The region has a special place in my life. My grandfather died in Israel and is buried in Jaffa. I went to high school with Palestinians on the West Bank for four years and our family was evacuated with 6,000 Americans during the 6-Day War. For five years I served a church of Israeli Arabs in Nazareth and taught in a Christian High School in Galilee. My wife and I have hosted more than 25 tour groups to Israel. We have friends in Israel today living in fear of what will happen next with threats from the north and increasing shortage of food and supplies due to 450,000 reservists called into military duty.

     What could I say to a church on a Sunday morning?

     First, I would say something, because it has dominated the news for more than a week and creates a context to exercise our Christian worldview—a worldview rooted in the will of God revealed to us through the prophets and Christ. Micah would tell us to do what is good and what the Lord requires of us, namely: “to do justice, and to love kindness, and to walk humbly with your God” (6:8).

     Jesus challenged religious leaders in Jerusalem who were living under the oppression of Rome to focus on the “weightier matters of the law”—justice, mercy, and faithfulness (Mt. 23:23). Any response we give that reflects these values will likely be in stark contrast to much of what we are exposed to in the media. Some news sources use such loaded hateful terminology that if I listened to it for more than an hour I would be filled with hate. As a Christian I am resisting the impulse to let them shape my emotions and reactions.

     Second, we cannot be instruments of peace when we are subject to the biased narrative of either side that is seeking justification for violence and global approval for a war. “Evil men do not understand justice, but those who seek the LORD understand it completely” (Prov. 28:5). As we watch the news, with discernment, we need to watch our attitudes. I resist the impulse to be drawn into a mindset that would not lead to peace. I want to do justice, love kindness, and walk humbly with my God.
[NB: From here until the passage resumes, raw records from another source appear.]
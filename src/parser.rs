use pulldown_cmark::{Event, HeadingLevel, Options, Parser, Tag, TagEnd};

use crate::block::{Block, Document, List, ListItem, Span};

/// Strip YAML frontmatter from the beginning of markdown content.
///
/// Both fences must be `---` lines of their own and the YAML must start right
/// after the opening fence; anything else (a leading thematic break, say) is
/// left for the markdown parser.
fn strip_frontmatter(markdown: &str) -> &str {
    // Keep the opening fence's newline so an empty block closes at offset 0
    let Some(fenced) = markdown.strip_prefix("---").filter(|rest| rest.starts_with('\n')) else {
        return markdown;
    };
    if fenced[1..].starts_with('\n') {
        return markdown;
    }

    let mut offset = 0;
    while let Some(found) = fenced[offset..].find("\n---") {
        let close_end = offset + found + 4;
        let after_close = &fenced[close_end..];
        if after_close.is_empty() {
            return after_close;
        }
        if let Some(after_frontmatter) = after_close.strip_prefix('\n') {
            return after_frontmatter.trim_start_matches('\n');
        }
        offset = close_end;
    }
    markdown
}

/// Parse markdown text into a document tree
pub fn parse(markdown: &str) -> Document {
    let markdown = strip_frontmatter(markdown);
    let mut options = Options::empty();
    options.insert(Options::ENABLE_STRIKETHROUGH);
    options.insert(Options::ENABLE_TABLES);
    options.insert(Options::ENABLE_TASKLISTS);
    let parser = Parser::new_ext(markdown, options);
    let mut blocks = Vec::new();
    let mut state = ParseState::default();

    for event in parser {
        process_event(event, &mut state, &mut blocks);
    }

    Document { blocks }
}

#[derive(Default)]
struct ParseState {
    // Current inline content being built
    spans: Vec<Span>,
    // Open inline containers with the content built before each was opened
    span_stack: Vec<(InlineKind, Vec<Span>)>,

    // Current heading level (if in a heading)
    heading_level: Option<u8>,

    // Code blocks, HTML blocks and tables are skipped: their text is dropped
    in_code_block: bool,
    in_html_block: bool,
    in_table: bool,

    // Open lists, items and block quotes, innermost last
    containers: Vec<Container>,
}

enum InlineKind {
    Bold,
    Italic,
    Strikethrough,
    Link { url: String },
    Image { url: String },
}

enum Container {
    List { ordered: bool, items: Vec<ListItem> },
    Item { children: Vec<Block> },
    Quote,
}

impl ParseState {
    /// Add a finished block to the innermost item or quote, or to the document.
    fn push_block(&mut self, block: Block, blocks: &mut Vec<Block>) {
        match self.containers.last_mut() {
            Some(Container::Item { children }) => children.push(block),
            // Quote content has no Slack counterpart
            Some(Container::Quote) => {}
            // Blocks never open directly inside a list
            Some(Container::List { .. }) | None => blocks.push(block),
        }
    }

    /// Tight list items have no paragraph events, so their text collects
    /// directly in `spans`. Wrap it in a paragraph of its own.
    fn flush_tight_item(&mut self) {
        if self.spans.is_empty() {
            return;
        }
        if let Some(Container::Item { children }) = self.containers.last_mut() {
            let content = std::mem::take(&mut self.spans);
            children.push(Block::Paragraph { content });
        }
    }

    fn push_text(&mut self, text: &str) {
        if let Some(Span::Text(last)) = self.spans.last_mut() {
            last.push_str(text);
        } else {
            self.spans.push(Span::Text(text.to_string()));
        }
    }

    fn open_inline(&mut self, kind: InlineKind) {
        let outer = std::mem::take(&mut self.spans);
        self.span_stack.push((kind, outer));
    }

    fn close_inline(&mut self) {
        let inner = std::mem::take(&mut self.spans);
        if let Some((kind, mut parent)) = self.span_stack.pop() {
            parent.push(match kind {
                InlineKind::Bold => Span::Bold(inner),
                InlineKind::Italic => Span::Italic(inner),
                InlineKind::Strikethrough => Span::Strikethrough(inner),
                InlineKind::Link { url } => Span::Link {
                    url,
                    content: inner,
                },
                InlineKind::Image { url } => Span::Image { url, alt: inner },
            });
            self.spans = parent;
        }
    }
}

fn process_event(event: Event, state: &mut ParseState, blocks: &mut Vec<Block>) {
    match event {
        // Headings
        Event::Start(Tag::Heading { level, .. }) => {
            state.flush_tight_item();
            state.heading_level = Some(heading_level_to_u8(level));
        }
        Event::End(TagEnd::Heading(_)) => {
            if let Some(level) = state.heading_level.take() {
                let content = std::mem::take(&mut state.spans);
                state.push_block(Block::Heading { level, content }, blocks);
            }
        }

        // Paragraphs
        Event::Start(Tag::Paragraph) => {
            state.flush_tight_item();
        }
        Event::End(TagEnd::Paragraph) => {
            let content = std::mem::take(&mut state.spans);
            // Paragraphs in table cells are handled by the cell
            if !content.is_empty() && !state.in_table {
                state.push_block(Block::Paragraph { content }, blocks);
            }
        }

        // Text content
        Event::Text(text) => {
            if !state.in_code_block {
                state.push_text(&text);
            }
        }

        // Inline code
        Event::Code(code) => {
            state.spans.push(Span::Code(code.into_string()));
        }

        // Inline formatting
        Event::Start(Tag::Strong) => state.open_inline(InlineKind::Bold),
        Event::Start(Tag::Emphasis) => state.open_inline(InlineKind::Italic),
        Event::Start(Tag::Strikethrough) => state.open_inline(InlineKind::Strikethrough),
        Event::Start(Tag::Link { dest_url, .. }) => state.open_inline(InlineKind::Link {
            url: dest_url.into_string(),
        }),
        Event::Start(Tag::Image { dest_url, .. }) => state.open_inline(InlineKind::Image {
            url: dest_url.into_string(),
        }),
        Event::End(TagEnd::Strong)
        | Event::End(TagEnd::Emphasis)
        | Event::End(TagEnd::Strikethrough)
        | Event::End(TagEnd::Link)
        | Event::End(TagEnd::Image) => state.close_inline(),

        // Inline HTML
        Event::InlineHtml(html) => {
            state.spans.push(Span::Html(html.into_string()));
        }

        // Code blocks
        Event::Start(Tag::CodeBlock(_)) => {
            state.flush_tight_item();
            state.in_code_block = true;
        }
        Event::End(TagEnd::CodeBlock) => {
            state.in_code_block = false;
            state.push_block(Block::CodeBlock, blocks);
        }

        // HTML blocks
        Event::Start(Tag::HtmlBlock) => {
            state.flush_tight_item();
            state.in_html_block = true;
        }
        Event::Html(html) => {
            if !state.in_html_block {
                state.spans.push(Span::Html(html.into_string()));
            }
        }
        Event::End(TagEnd::HtmlBlock) => {
            state.in_html_block = false;
            state.push_block(Block::Html, blocks);
        }

        // Block quotes
        Event::Start(Tag::BlockQuote(_)) => {
            state.flush_tight_item();
            state.containers.push(Container::Quote);
        }
        Event::End(TagEnd::BlockQuote(_)) => {
            if let Some(Container::Quote) = state.containers.pop() {
                state.push_block(Block::Quote, blocks);
            }
        }

        // Lists
        Event::Start(Tag::List(first_item)) => {
            state.flush_tight_item();
            state.containers.push(Container::List {
                ordered: first_item.is_some(),
                items: Vec::new(),
            });
        }
        Event::End(TagEnd::List(_)) => {
            if let Some(Container::List { ordered, items }) = state.containers.pop() {
                state.push_block(Block::List(List { ordered, items }), blocks);
            }
        }

        Event::Start(Tag::Item) => {
            state.containers.push(Container::Item {
                children: Vec::new(),
            });
        }
        Event::End(TagEnd::Item) => {
            state.flush_tight_item();
            if let Some(Container::Item { children }) = state.containers.pop() {
                if let Some(Container::List { items, .. }) = state.containers.last_mut() {
                    items.push(ListItem { children });
                }
            }
        }

        // Tables
        Event::Start(Tag::Table(_)) => {
            state.flush_tight_item();
            state.in_table = true;
        }
        Event::End(TagEnd::Table) => {
            state.in_table = false;
            state.push_block(Block::Table, blocks);
        }
        Event::End(TagEnd::TableCell) => {
            state.spans.clear();
        }

        // Horizontal rule
        Event::Rule => {
            state.flush_tight_item();
            state.push_block(Block::Rule, blocks);
        }

        // Soft/hard breaks
        Event::SoftBreak => {
            state.push_text(" ");
        }
        Event::HardBreak => {
            state.spans.push(Span::LineBreak);
        }

        // Ignore other events (task list markers, footnotes, math, metadata)
        _ => {}
    }
}

fn heading_level_to_u8(level: HeadingLevel) -> u8 {
    match level {
        HeadingLevel::H1 => 1,
        HeadingLevel::H2 => 2,
        HeadingLevel::H3 => 3,
        HeadingLevel::H4 => 4,
        HeadingLevel::H5 => 5,
        HeadingLevel::H6 => 6,
    }
}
      The violent attack on Israelis by the Islamic Resistance Movement (Hamas) and other terrorists near the Gaza strip on October 7 created a greater shock wave through this small nation than 9/11 did in the US. Using the ratio of victims to population, the Hamas attack would be comparable to 40,000 people killed in the US on 9/11 rather than 3,000. The intense hatred that fueled their violence will only grow deeper with the anticipated retaliation. Granted, Hamas must be held responsible for its deadly attack. They have not cared for the Palestinians in Gaza, have been brutal to Israelis, and seriously thwarted a peace process anytime soon. The level of human suffering they are causing is difficult to comprehend. The images are difficult to look at or get out of our minds. We want justice, swift and clear. But justice must consider context, not just one tragic event. Decades of tension and five wars should alert us to the fact that if Hamas ceased to exist today, this human tragedy will not end. We must ask what or who created Hamas? Decades ago, Israel supported Hamas, a branch of the Muslim Brotherhood, to overthrow Arafat and the PLO, which has now returned to bite them. The same justice that would implicate Hamas will also have to implicate Israel for six decades of oppression of the Palestinians. It’s the reason Hamas portrayed their military mission as “enough is enough.”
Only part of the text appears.